After running this script, singler_BladderCancer_H2_{date}.RData and singler_BladderCancer_M2_{date}.RData file will be generated inside output folder.

4. Identify_Cell_Types_Manually.R

Identify_Cell_Types_Manually.R for Human
Identify_Cell_Types_Manually.R for Mouse
All clusters are tested against marker genes and gene sets.

Multiple plots and table will be generated, save them when necessary.

5. Differential_analysis.R

Differential_analysis.R for Human
Differential_analysis.R for Mouse
Modified FindAllMarkers() FindAllMarkers.UMI() will generate similar dataframe plus two extra columns UMI.1 and UMI.2 to record nUMI. UMI.1 is average nUMI of current cluster, UMI.2 is average nUMI of all rest of clusters.
FindAllMarkers(object, test.use = "MAST") : MAST (Model-based Analysis of Single Cell Transcriptomics), a GLM-framework that treates cellular detection rate as a covariate (Finak et al, Genome Biology, 2015)

Below is an example of a Differential analysis output file.

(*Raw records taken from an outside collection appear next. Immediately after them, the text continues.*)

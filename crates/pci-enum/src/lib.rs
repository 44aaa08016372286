//! PCI bus enumeration and resource allocation for firmware.
//!
//! An [`EnumerationSession`] walks every root bridge the platform describes, numbers the buses
//! behind PCI-to-PCI bridges, sizes each function's windows, aggregates them into per-bridge
//! resource pools, negotiates root apertures with the platform through the phase-ordered
//! [`HostBridge`] protocol and finally programs BARs and bridge windows.
//!
//! All register access goes through [`ConfigAccess`]; nothing here touches hardware directly.

#![forbid(unsafe_code)]

pub mod access;
pub mod builder;
pub mod bus;
pub mod config;
pub mod degrade;
pub mod descriptor;
pub mod discover;
pub mod host;
pub mod hotplug;
pub mod platform;
pub mod pool;
pub mod probe;
pub mod program;
pub mod regs;
pub mod tree;

mod bdf;
mod error;
mod header;
mod session;

pub use access::{AccessWidth, ConfigAccess, Mechanism1, PortIo};
pub use bdf::PciBdf;
pub use builder::{BridgeResources, BuildOptions, ResourceMap, StripLevel};
pub use bus::BusNumberAssigner;
pub use config::{
    EnumerationConfig, PaddingOrder, RootBridgeAttributes, RootBridgeConfig, Window,
};
pub use degrade::BridgeDecode;
pub use descriptor::{DescriptorList, ResourceDescriptor};
pub use error::{Grant, PciError, Result};
pub use header::ConfigHeader;
pub use host::{HostBridge, Phase, PhaseOutcome, RecordStatus, ResourceRecord};
pub use hotplug::{HotPlugPolicy, HotPlugSlots, NoHotPlug, PaddingRequest, Priority};
pub use platform::{ApertureAllocator, PlatformAllocator};
pub use pool::{PoolStatus, PoolUsage, ResourceClass, ResourcePool};
pub use session::{EnumerationOutcome, EnumerationReport, EnumerationSession, HotPlugReport};
pub use tree::{Bar, DeviceKind, DeviceNode, DeviceTree, NodeId};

gene p_val avg_logFC pct.1 pct.2 p_val_adj UMI.1 UMI.2 cluster
Psca 0 3.9340 0.939 0.055 0 3.5565 0.0339 0
Ppbp 0 2.9163 0.99 0.161 0 3.0622 0.1834 0
Ltf 0 2.9105 0.959 0.042 0 2.6070 0.0365 0
Ecm1 0 2.7729 0.965 0.072 0 2.6652 0.0931 0
Gsto1 0 2.7221 0.995 0.035 0 2.7625 0.0496 0

The results data frame has the following columns :

gene: gene name.
p_val: p_val is calculated using MAST (Model-based Analysis of Single Cell Transcriptomics, Finak et al., Genome Biology, 2015)
avg_logFC: log fold-change of the average expression between the two groups. Positive values indicate that the gene is more highly expressed in the first group.
pct.1: The percentage of cells where the gene is detected in the first group.
pct.2: The percentage of cells where the gene is detected in the second group.
p_val_adj: Adjusted p-value, based on Bonferroni correction
UMI.1 is average nUMI of the current cluster.
UMI.2 is average nUMI of rest of clusters.
cluster: either cell type or corresponding cluster.